--- WHAT NEEDS TO BE DONE ---
Without altering a single word, repeat the records that follow.

--- MATERIAL FOR THIS TASK ---
+===+

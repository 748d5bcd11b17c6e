// Notification Frames
// Decoding of the packets the lamp pushes on the notify characteristic
//
// Layout (big-endian): 2 header bytes (marker, response opcode), seven u8
// fields, one i16, seven padding bytes. 18 bytes in total.

use super::constants::{args, responses, FRAME_LEN, MAX_BRIGHTNESS};
use serde::{Deserialize, Serialize};
use thiserror::Error;

const FIELDS_OFFSET: usize = 2;
const FIELD_COUNT: usize = 7;
const WORD_OFFSET: usize = FIELDS_OFFSET + FIELD_COUNT;

/// Errors that can occur while decoding a notification
#[derive(Error, Debug, Clone, PartialEq, Eq)]
pub enum DecodeError {
    #[error("Truncated notification: expected {expected} bytes, got {actual}")]
    Truncated { expected: usize, actual: usize },

    #[error("Unknown response opcode: 0x{0:02x}")]
    UnknownOpcode(u8),
}

/// Response types the lamp is known to send
#[derive(Debug, Clone, Copy, PartialEq, Eq, Hash, Serialize, Deserialize)]
pub enum ResponseKind {
    Pair,
    State,
    Name,
    Version,
    Serial,
    Time,
}

impl ResponseKind {
    pub fn from_opcode(opcode: u8) -> Option<Self> {
        match opcode {
            responses::RES_PAIR => Some(Self::Pair),
            responses::RES_GETSTATE => Some(Self::State),
            responses::RES_GETNAME => Some(Self::Name),
            responses::RES_GETVER => Some(Self::Version),
            responses::RES_GETSERIAL => Some(Self::Serial),
            responses::RES_GETTIME => Some(Self::Time),
            _ => None,
        }
    }

    pub fn opcode(&self) -> u8 {
        match self {
            Self::Pair => responses::RES_PAIR,
            Self::State => responses::RES_GETSTATE,
            Self::Name => responses::RES_GETNAME,
            Self::Version => responses::RES_GETVER,
            Self::Serial => responses::RES_GETSERIAL,
            Self::Time => responses::RES_GETTIME,
        }
    }
}

/// A decoded notification
#[derive(Debug, Clone, PartialEq, Eq, Serialize, Deserialize)]
pub struct StateSnapshot {
    /// Which response this frame carries
    pub kind: ResponseKind,
    /// The seven single-byte fields, undecoded
    pub fields: [u8; FIELD_COUNT],
    /// The big-endian signed word following the fields
    pub value: i16,
    /// Power reported by a state response
    pub power: Option<bool>,
    /// Brightness reported by a state response, if within 0..=100
    pub brightness: Option<u8>,
}

impl StateSnapshot {
    pub fn opcode(&self) -> u8 {
        self.kind.opcode()
    }

    /// True when the frame reports power or brightness
    pub fn carries_state(&self) -> bool {
        self.power.is_some() || self.brightness.is_some()
    }
}

/// Decode one notification buffer. Bytes past the fixed length are ignored.
pub fn decode_notification(raw: &[u8]) -> Result<StateSnapshot, DecodeError> {
    if raw.len() < FRAME_LEN {
        return Err(DecodeError::Truncated {
            expected: FRAME_LEN,
            actual: raw.len(),
        });
    }

    let opcode = raw[1];
    let kind = ResponseKind::from_opcode(opcode).ok_or(DecodeError::UnknownOpcode(opcode))?;

    let mut fields = [0u8; FIELD_COUNT];
    fields.copy_from_slice(&raw[FIELDS_OFFSET..WORD_OFFSET]);
    let value = i16::from_be_bytes([raw[WORD_OFFSET], raw[WORD_OFFSET + 1]]);

    let (power, brightness) = match kind {
        ResponseKind::State => (decode_power(fields[0]), decode_brightness(fields[1])),
        _ => (None, None),
    };

    Ok(StateSnapshot {
        kind,
        fields,
        value,
        power,
        brightness,
    })
}

// Power uses the same byte values as the POWER command
fn decode_power(byte: u8) -> Option<bool> {
    match byte {
        args::POWER_ON => Some(true),
        args::POWER_OFF => Some(false),
        _ => None,
    }
}

fn decode_brightness(byte: u8) -> Option<u8> {
    (byte <= MAX_BRIGHTNESS).then_some(byte)
}

#[cfg(test)]
mod tests {
    use super::*;

    fn frame(opcode: u8, fields: [u8; 7], value: i16) -> Vec<u8> {
        let mut raw = vec![0x43, opcode];
        raw.extend_from_slice(&fields);
        raw.extend_from_slice(&value.to_be_bytes());
        raw.resize(FRAME_LEN, 0);
        raw
    }

    #[test]
    fn test_decode_state_response() {
        let raw = frame(0x45, [0x01, 70, 0, 0, 0, 0, 0], -2);
        let snapshot = decode_notification(&raw).unwrap();

        assert_eq!(snapshot.kind, ResponseKind::State);
        assert_eq!(snapshot.power, Some(true));
        assert_eq!(snapshot.brightness, Some(70));
        assert_eq!(snapshot.value, -2);
    }

    #[test]
    fn test_decode_big_endian_word() {
        let raw = frame(0x62, [0; 7], 0x0102);
        let snapshot = decode_notification(&raw).unwrap();

        assert_eq!(snapshot.value, 258);
        assert!(!snapshot.carries_state());
    }

    #[test]
    fn test_decode_ignores_out_of_range_brightness() {
        let raw = frame(0x45, [0x02, 200, 0, 0, 0, 0, 0], 0);
        let snapshot = decode_notification(&raw).unwrap();

        assert_eq!(snapshot.power, Some(false));
        assert_eq!(snapshot.brightness, None);
    }

    #[test]
    fn test_decode_empty_buffer() {
        assert_eq!(
            decode_notification(&[]),
            Err(DecodeError::Truncated { expected: 18, actual: 0 })
        );
    }
}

+===+

--- SOLUTION FOR THIS PROBLEM ---
repository 748d5bcd11b17c6e
// Notification Frames
// Decoding of the packets the lamp pushes on the notify characteristic
//
// Layout (big-endian): 2 header bytes (marker, response opcode), seven u8
// fields, one i16, seven padding bytes. 18 bytes in total.

use super::constants::{args, responses, FRAME_LEN, MAX_BRIGHTNESS};
use serde::{Deserialize, Serialize};
use thiserror::Error;

const FIELDS_OFFSET: usize = 2;
const FIELD_COUNT: usize = 7;
const WORD_OFFSET: usize = FIELDS_OFFSET + FIELD_COUNT;

/// Errors that can occur while decoding a notification
#[derive(Error, Debug, Clone, PartialEq, Eq)]
pub enum DecodeError {
    #[error("Truncated notification: expected {expected} bytes, got {actual}")]
    Truncated { expected: usize, actual: usize },

    #[error("Unknown response opcode: 0x{0:02x}")]
    UnknownOpcode(u8),
}

/// Response types the lamp is known to send
#[derive(Debug, Clone, Copy, PartialEq, Eq, Hash, Serialize, Deserialize)]
pub enum ResponseKind {
    Pair,
    State,
    Name,
    Version,
    Serial,
    Time,
}

impl ResponseKind {
    pub fn from_opcode(opcode: u8) -> Option<Self> {
        match opcode {
            responses::RES_PAIR => Some(Self::Pair),
            responses::RES_GETSTATE => Some(Self::State),
            responses::RES_GETNAME => Some(Self::Name),
            responses::RES_GETVER => Some(Self::Version),
            responses::RES_GETSERIAL => Some(Self::Serial),
            responses::RES_GETTIME => Some(Self::Time),
            _ => None,
        }
    }

    pub fn opcode(&self) -> u8 {
        match self {
            Self::Pair => responses::RES_PAIR,
            Self::State => responses::RES_GETSTATE,
            Self::Name => responses::RES_GETNAME,
            Self::Version => responses::RES_GETVER,
            Self::Serial => responses::RES_GETSERIAL,
            Self::Time => responses::RES_GETTIME,
        }
    }
}

/// A decoded notification
#[derive(Debug, Clone, PartialEq, Eq, Serialize, Deserialize)]
pub struct StateSnapshot {
    /// Which response this frame carries
    pub kind: ResponseKind,
    /// The seven single-byte fields, undecoded
    pub fields: [u8; FIELD_COUNT],
    /// The big-endian signed word following the fields
    pub value: i16,
    /// Power reported by a state response
    pub power: Option<bool>,
    /// Brightness reported by a state response, if within 0..=100
    pub brightness: Option<u8>,
}

impl StateSnapshot {
    pub fn opcode(&self) -> u8 {
        self.kind.opcode()
    }

    /// True when the frame reports power or brightness
    pub fn carries_state(&self) -> bool {
        self.power.is_some() || self.brightness.is_some()
    }
}

/// Decode one notification buffer. Bytes past the fixed length are ignored.
pub fn decode_notification(raw: &[u8]) -> Result<StateSnapshot, DecodeError> {
    if raw.len() < FRAME_LEN {
        return Err(DecodeError::Truncated {
            expected: FRAME_LEN,
            actual: raw.len(),
        });
    }

    let opcode = raw[1];
    let kind = ResponseKind::from_opcode(opcode).ok_or(DecodeError::UnknownOpcode(opcode))?;

    let mut fields = [0u8; FIELD_COUNT];
    fields.copy_from_slice(&raw[FIELDS_OFFSET..WORD_OFFSET]);
    let value = i16::from_be_bytes([raw[WORD_OFFSET], raw[WORD_OFFSET + 1]]);

    let (power, brightness) = match kind {
        ResponseKind::State => (decode_power(fields[0]), decode_brightness(fields[1])),
        _ => (None, None),
    };

    Ok(StateSnapshot {
        kind,
        fields,
        value,
        power,
        brightness,
    })
}

// Power uses the same byte values as the POWER command
fn decode_power(byte: u8) -> Option<bool> {
    match byte {
        args::POWER_ON => Some(true),
        args::POWER_OFF => Some(false),
        _ => None,
    }
}

fn decode_brightness(byte: u8) -> Option<u8> {
    (byte <= MAX_BRIGHTNESS).then_some(byte)
}

#[cfg(test)]
mod tests {
    use super::*;

    fn frame(opcode: u8, fields: [u8; 7], value: i16) -> Vec<u8> {
        let mut raw = vec![0x43, opcode];
        raw.extend_from_slice(&fields);
        raw.extend_from_slice(&value.to_be_bytes());
        raw.resize(FRAME_LEN, 0);
        raw
    }

    #[test]
    fn test_decode_state_response() {
        let raw = frame(0x45, [0x01, 70, 0, 0, 0, 0, 0], -2);
        let snapshot = decode_notification(&raw).unwrap();

        assert_eq!(snapshot.kind, ResponseKind::State);
        assert_eq!(snapshot.power, Some(true));
        assert_eq!(snapshot.brightness, Some(70));
        assert_eq!(snapshot.value, -2);
    }

    #[test]
    fn test_decode_big_endian_word() {
        let raw = frame(0x62, [0; 7], 0x0102);
        let snapshot = decode_notification(&raw).unwrap();

        assert_eq!(snapshot.value, 258);
        assert!(!snapshot.carries_state());
    }

    #[test]
    fn test_decode_ignores_out_of_range_brightness() {
        let raw = frame(0x45, [0x02, 200, 0, 0, 0, 0, 0], 0);
        let snapshot = decode_notification(&raw).unwrap();

        assert_eq!(snapshot.power, Some(false));
        assert_eq!(snapshot.brightness, None);
    }

    #[test]
    fn test_decode_empty_buffer() {
        assert_eq!(
            decode_notification(&[]),
            Err(DecodeError::Truncated { expected: 18, actual: 0 })
        );
    }
}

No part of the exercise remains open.